As women we are the generally the keepers of the family traditions and the family get togethers. Without us how would there ever be a family reunion or a Thanksgiving Dinner with all the fixin’s? On this almost mothers day weekend I am reminded that a woman that has her stuff together is an amazing being to watch. As women we are charged and challenged to teach our children and often times our spouses how to make the connections that keep the surprises in our lives. We have to know that in the end all things really will work out. Perhaps now is the time to plan a family get together with the other side of my children’s family. I remember when I was growing up, I only spent time with my father’s family. I know just about every single one of them. My mothers family I know some by name; I do not know every single one of them. The reason is that my mother didn’t push it and my father didn’t seem to care. The apple doesn’t fall far becaue I have done the same thing as my parens. I have not pushed it and their father doesn’t care.
I want my children to know their other-side of the family people and as such this is just one more thing that I would like to see accomplished before I retire at 55.
Samaritan Woman
I woke up this morning excited as usual because as you know Sunday is my favorite today. And today I had so many words speak to me that I know a change is coming. I set my alarm on Saturday evenings to wake up at 6:30 a.m. to allow me time to hit the snooze button about 4 times and then finally at about 6:55 a.m., I sit straight up and begin the stumbly, half awake/eyes barely open walking and holding on to the rails of the staircase as I walk slowly down guided by the aroma of coffee. I go into the kitchen pour my coffee, put in a teaspoon of sugar and then take that first sip – yeeeaass – and then I amble back up the stairs a little more alert and sit down on the edge of my bed with the hot coffee cup in my left hand and the remote control in my right. I turn on the t.v. and hear the voice of Charles Stanley. http://www.intouch.org/. He was talking about the woman at the well. This is the second time that one of my favorite speakers has spoken about this woman at the well, the Samaritan woman. The other speaker that spoke about this woman was TD Jakes. http://www.tdjakes.org/. I believe I finally figured why some women settle in relationships it is the talk that we talk about ourselves in our minds that comes out in our speech. It has been proven by some high-falutin big time scientific types who enjoy the small stuff that makes us all tick, that we believe what we hear about ourselves from our own mouths rather than what people/the world has to say. There is a scripture that mentions we are hung by the tongue and I do believe that. This is the principle of the book The Secret and it is the principle of the New Testament of the Bible. What we say we become, what we speak we are.

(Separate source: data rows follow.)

impl WorkflowRequest {
    fn validate_actions(&self) -> Result<()> {
        if self.workflow_kind != SessionKind::Interactive {
            if !self.actions.is_empty() {
                return Err(OrchestratorError::InvalidRequest(
                    "actions are only accepted for interactive workflows".into(),
                ));
            }
            return Ok(());
        }

        if self.actions.is_empty() {
            return Err(OrchestratorError::InvalidRequest(
                "interactive workflow requires at least one action".into(),
            ));
        }
        for (index, scripted) in self.actions.iter().enumerate() {
            match scripted.action {
                BrowserAction::Navigate { ref url } => check_url("actions.url", url)?,
                BrowserAction::Click { ref selector } | BrowserAction::Type { ref selector, .. }
                    if selector.trim().is_empty() =>
                {
                    return Err(OrchestratorError::InvalidRequest(format!(
                        "action {} ({}) has an empty selector",
                        index,
                        scripted.action.name()
                    )));
                }
                BrowserAction::Scroll { times } => check_scroll_passes(times)?,
                _ => {}
            }
        }
        Ok(())
    }

    fn validate_form(&self) -> Result<()> {
        match (&self.workflow_kind, &self.form) {
            (SessionKind::FormSubmit, None) => Err(OrchestratorError::InvalidRequest(
                "form_submit workflow requires a form".into(),
            )),
            (SessionKind::FormSubmit, Some(form)) => {
                if form.fields.is_empty() {
                    return Err(OrchestratorError::InvalidRequest(
                        "form requires at least one field".into(),
                    ));
                }
                if form.fields.iter().any(|f| f.selector.trim().is_empty())
                    || form.submit.as_deref().is_some_and(|s| s.trim().is_empty())
                {
                    return Err(OrchestratorError::InvalidRequest(
                        "form selectors must not be blank".into(),
                    ));
                }
                Ok(())
            }
            (_, Some(_)) => Err(OrchestratorError::InvalidRequest(
                "form is only accepted for form_submit workflows".into(),
            )),
            _ => Ok(()),
        }
    }
}

fn check_scroll_passes(times: Option<u32>) -> Result<()> {
    match times {
        Some(n) if n > MAX_SCROLL_PASSES => Err(OrchestratorError::InvalidRequest(format!(
            "scroll_times {} exceeds the maximum of {}",
            n, MAX_SCROLL_PASSES
        ))),
        _ => Ok(()),
    }
}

So, back to the woman at the well. She is a woman who has had 4 husbands and now is single again and dating a 5th guy. When she encounters this man sitting at the well, he asks her, a Samaritan woman, for some water and then asks her a question about her husband. She is surprised that he asks her for the water (and that is another aha moment that I am not going to deal with right now) and about her husband. She replied that she does not have a husband. Again, this woman has been married 4 times and now she has decided to just shack up with number 5. …in her mind she came to the conclusion that BECAUSE every man that she loved and gave her all to left that there must be something wrong with her. Soooo what she does is internalize this and then decides well I am not going to give myself to any man in marriage, I am going to not expect anything and choose a man to just get by – settle. Me? Oh my…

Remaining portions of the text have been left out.